**Problem to work on:**
Output the records below again, precisely as they are written.

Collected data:
-- -- --
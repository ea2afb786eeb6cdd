// SPDX-FileCopyrightText: 2026 Driftsite Contributors
//
// SPDX-License-Identifier: GPL-3.0-or-later

//! Signed Event Model
//!
//! Events are the unit of relay traffic: immutable, publisher-signed,
//! timestamped, tagged messages. The event id is the SHA-256 of the
//! canonical serialization `[0, pubkey, created_at, kind, tags, content]`
//! and the signature is a BIP-340 Schnorr signature over that id.

pub mod build;
pub mod kinds;

use ring::digest::{Context, SHA256};
use secp256k1::schnorr::Signature;
use secp256k1::{Message, XOnlyPublicKey, SECP256K1};
use serde::{Deserialize, Serialize};
use thiserror::Error;

/// Event-related errors.
#[derive(Error, Debug)]
pub enum EventError {
    #[error("Malformed public key: {0}")]
    MalformedPublicKey(String),

    #[error("Malformed signature: {0}")]
    MalformedSignature(String),

    #[error("Event id does not match its contents")]
    IdMismatch,

    #[error("Signature does not verify under the publisher key")]
    BadSignature,
}

/// A single event tag: an ordered list of strings whose first element is
/// the tag name.
#[derive(Debug, Clone, PartialEq, Eq, Serialize, Deserialize)]
#[serde(transparent)]
pub struct Tag(pub Vec<String>);

impl Tag {
    /// Builds a tag from a name and values.
    pub fn new<S: Into<String>>(name: &str, values: impl IntoIterator<Item = S>) -> Self {
        let mut parts = vec![name.to_string()];
        parts.extend(values.into_iter().map(Into::into));
        Tag(parts)
    }

    /// The tag name (first element), if any.
    pub fn name(&self) -> Option<&str> {
        self.0.first().map(String::as_str)
    }

    /// The tag value (second element), if any.
    pub fn value(&self) -> Option<&str> {
        self.0.get(1).map(String::as_str)
    }
}

/// An unsigned event template: everything a signer needs to produce a
/// complete [`Event`].
#[derive(Debug, Clone, Serialize, Deserialize)]
pub struct EventTemplate {
    pub kind: u32,
    pub created_at: u64,
    pub tags: Vec<Tag>,
    pub content: String,
}

impl EventTemplate {
    /// Creates a template stamped with the current time.
    pub fn new(kind: u32, tags: Vec<Tag>, content: impl Into<String>) -> Self {
        EventTemplate {
            kind,
            created_at: unix_time(),
            tags,
            content: content.into(),
        }
    }
}

/// A complete, signed event as carried on the wire.
#[derive(Debug, Clone, PartialEq, Eq, Serialize, Deserialize)]
pub struct Event {
    /// Lowercase hex of the 32-byte canonical id.
    pub id: String,
    /// Lowercase hex of the publisher's 32-byte x-only public key.
    pub pubkey: String,
    /// Seconds since the Unix epoch, publisher-asserted.
    pub created_at: u64,
    pub kind: u32,
    pub tags: Vec<Tag>,
    pub content: String,
    /// Lowercase hex of the 64-byte Schnorr signature over the id.
    pub sig: String,
}

impl Event {
    /// First value of the first tag with the given name.
    pub fn tag_value(&self, name: &str) -> Option<&str> {
        self.tags
            .iter()
            .find(|t| t.name() == Some(name))
            .and_then(Tag::value)
    }

    /// Recomputes the canonical id from the event fields.
    pub fn compute_id(&self) -> String {
        event_id(
            &self.pubkey,
            self.created_at,
            self.kind,
            &self.tags,
            &self.content,
        )
    }

    /// Checks that the id matches the fields and the signature verifies
    /// under the publisher key.
    pub fn verify(&self) -> Result<(), EventError> {
        if self.compute_id() != self.id {
            return Err(EventError::IdMismatch);
        }

        let pubkey_bytes = hex::decode(&self.pubkey)
            .map_err(|e| EventError::MalformedPublicKey(e.to_string()))?;
        let pubkey = XOnlyPublicKey::from_slice(&pubkey_bytes)
            .map_err(|e| EventError::MalformedPublicKey(e.to_string()))?;

        let sig_bytes =
            hex::decode(&self.sig).map_err(|e| EventError::MalformedSignature(e.to_string()))?;
        let sig = Signature::from_slice(&sig_bytes)
            .map_err(|e| EventError::MalformedSignature(e.to_string()))?;

        let id_bytes = hex::decode(&self.id).map_err(|_| EventError::IdMismatch)?;
        let digest: [u8; 32] = id_bytes.try_into().map_err(|_| EventError::IdMismatch)?;
        let message = Message::from_digest(digest);

        SECP256K1
            .verify_schnorr(&sig, &message, &pubkey)
            .map_err(|_| EventError::BadSignature)
    }
}

/// Computes the canonical event id: lowercase hex of the SHA-256 digest of
/// `[0, pubkey, created_at, kind, tags, content]` serialized as compact
/// JSON with standard string escaping.
///
/// The serialization covers arrays only, so there is no object-key
/// ordering to pin down; `serde_json` emits it byte-identically on every
/// platform.
pub fn event_id(
    pubkey: &str,
    created_at: u64,
    kind: u32,
    tags: &[Tag],
    content: &str,
) -> String {
    let canonical = serde_json::to_vec(&(0u8, pubkey, created_at, kind, tags, content))
        .expect("canonical event serialization cannot fail");

    let mut context = Context::new(&SHA256);
    context.update(&canonical);
    hex::encode(context.finish().as_ref())
}

/// Current time in seconds since the Unix epoch.
pub fn unix_time() -> u64 {
    std::time::SystemTime::now()
        .duration_since(std::time::UNIX_EPOCH)
        .map(|d| d.as_secs())
        .unwrap_or(0)
}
-- -- --
**Response area:**
repository ea2afb786eeb6cdd
// SPDX-FileCopyrightText: 2026 Driftsite Contributors
//
// SPDX-License-Identifier: GPL-3.0-or-later

//! Signed Event Model
//!
//! Events are the unit of relay traffic: immutable, publisher-signed,
//! timestamped, tagged messages. The event id is the SHA-256 of the
//! canonical serialization `[0, pubkey, created_at, kind, tags, content]`
//! and the signature is a BIP-340 Schnorr signature over that id.

pub mod build;
pub mod kinds;

use ring::digest::{Context, SHA256};
use secp256k1::schnorr::Signature;
use secp256k1::{Message, XOnlyPublicKey, SECP256K1};
use serde::{Deserialize, Serialize};
use thiserror::Error;

/// Event-related errors.
#[derive(Error, Debug)]
pub enum EventError {
    #[error("Malformed public key: {0}")]
    MalformedPublicKey(String),

    #[error("Malformed signature: {0}")]
    MalformedSignature(String),

    #[error("Event id does not match its contents")]
    IdMismatch,

    #[error("Signature does not verify under the publisher key")]
    BadSignature,
}

/// A single event tag: an ordered list of strings whose first element is
/// the tag name.
#[derive(Debug, Clone, PartialEq, Eq, Serialize, Deserialize)]
#[serde(transparent)]
pub struct Tag(pub Vec<String>);

impl Tag {
    /// Builds a tag from a name and values.
    pub fn new<S: Into<String>>(name: &str, values: impl IntoIterator<Item = S>) -> Self {
        let mut parts = vec![name.to_string()];
        parts.extend(values.into_iter().map(Into::into));
        Tag(parts)
    }

    /// The tag name (first element), if any.
    pub fn name(&self) -> Option<&str> {
        self.0.first().map(String::as_str)
    }

    /// The tag value (second element), if any.
    pub fn value(&self) -> Option<&str> {
        self.0.get(1).map(String::as_str)
    }
}

/// An unsigned event template: everything a signer needs to produce a
/// complete [`Event`].
#[derive(Debug, Clone, Serialize, Deserialize)]
pub struct EventTemplate {
    pub kind: u32,
    pub created_at: u64,
    pub tags: Vec<Tag>,
    pub content: String,
}

impl EventTemplate {
    /// Creates a template stamped with the current time.
    pub fn new(kind: u32, tags: Vec<Tag>, content: impl Into<String>) -> Self {
        EventTemplate {
            kind,
            created_at: unix_time(),
            tags,
            content: content.into(),
        }
    }
}

/// A complete, signed event as carried on the wire.
#[derive(Debug, Clone, PartialEq, Eq, Serialize, Deserialize)]
pub struct Event {
    /// Lowercase hex of the 32-byte canonical id.
    pub id: String,
    /// Lowercase hex of the publisher's 32-byte x-only public key.
    pub pubkey: String,
    /// Seconds since the Unix epoch, publisher-asserted.
    pub created_at: u64,
    pub kind: u32,
    pub tags: Vec<Tag>,
    pub content: String,
    /// Lowercase hex of the 64-byte Schnorr signature over the id.
    pub sig: String,
}

impl Event {
    /// First value of the first tag with the given name.
    pub fn tag_value(&self, name: &str) -> Option<&str> {
        self.tags
            .iter()
            .find(|t| t.name() == Some(name))
            .and_then(Tag::value)
    }

    /// Recomputes the canonical id from the event fields.
    pub fn compute_id(&self) -> String {
        event_id(
            &self.pubkey,
            self.created_at,
            self.kind,
            &self.tags,
            &self.content,
        )
    }

    /// Checks that the id matches the fields and the signature verifies
    /// under the publisher key.
    pub fn verify(&self) -> Result<(), EventError> {
        if self.compute_id() != self.id {
            return Err(EventError::IdMismatch);
        }

        let pubkey_bytes = hex::decode(&self.pubkey)
            .map_err(|e| EventError::MalformedPublicKey(e.to_string()))?;
        let pubkey = XOnlyPublicKey::from_slice(&pubkey_bytes)
            .map_err(|e| EventError::MalformedPublicKey(e.to_string()))?;

        let sig_bytes =
            hex::decode(&self.sig).map_err(|e| EventError::MalformedSignature(e.to_string()))?;
        let sig = Signature::from_slice(&sig_bytes)
            .map_err(|e| EventError::MalformedSignature(e.to_string()))?;

        let id_bytes = hex::decode(&self.id).map_err(|_| EventError::IdMismatch)?;
        let digest: [u8; 32] = id_bytes.try_into().map_err(|_| EventError::IdMismatch)?;
        let message = Message::from_digest(digest);

        SECP256K1
            .verify_schnorr(&sig, &message, &pubkey)
            .map_err(|_| EventError::BadSignature)
    }
}

/// Computes the canonical event id: lowercase hex of the SHA-256 digest of
/// `[0, pubkey, created_at, kind, tags, content]` serialized as compact
/// JSON with standard string escaping.
///
/// The serialization covers arrays only, so there is no object-key
/// ordering to pin down; `serde_json` emits it byte-identically on every
/// platform.
pub fn event_id(
    pubkey: &str,
    created_at: u64,
    kind: u32,
    tags: &[Tag],
    content: &str,
) -> String {
    let canonical = serde_json::to_vec(&(0u8, pubkey, created_at, kind, tags, content))
        .expect("canonical event serialization cannot fail");

    let mut context = Context::new(&SHA256);
    context.update(&canonical);
    hex::encode(context.finish().as_ref())
}

/// Current time in seconds since the Unix epoch.
pub fn unix_time() -> u64 {
    std::time::SystemTime::now()
        .duration_since(std::time::UNIX_EPOCH)
        .map(|d| d.as_secs())
        .unwrap_or(0)
}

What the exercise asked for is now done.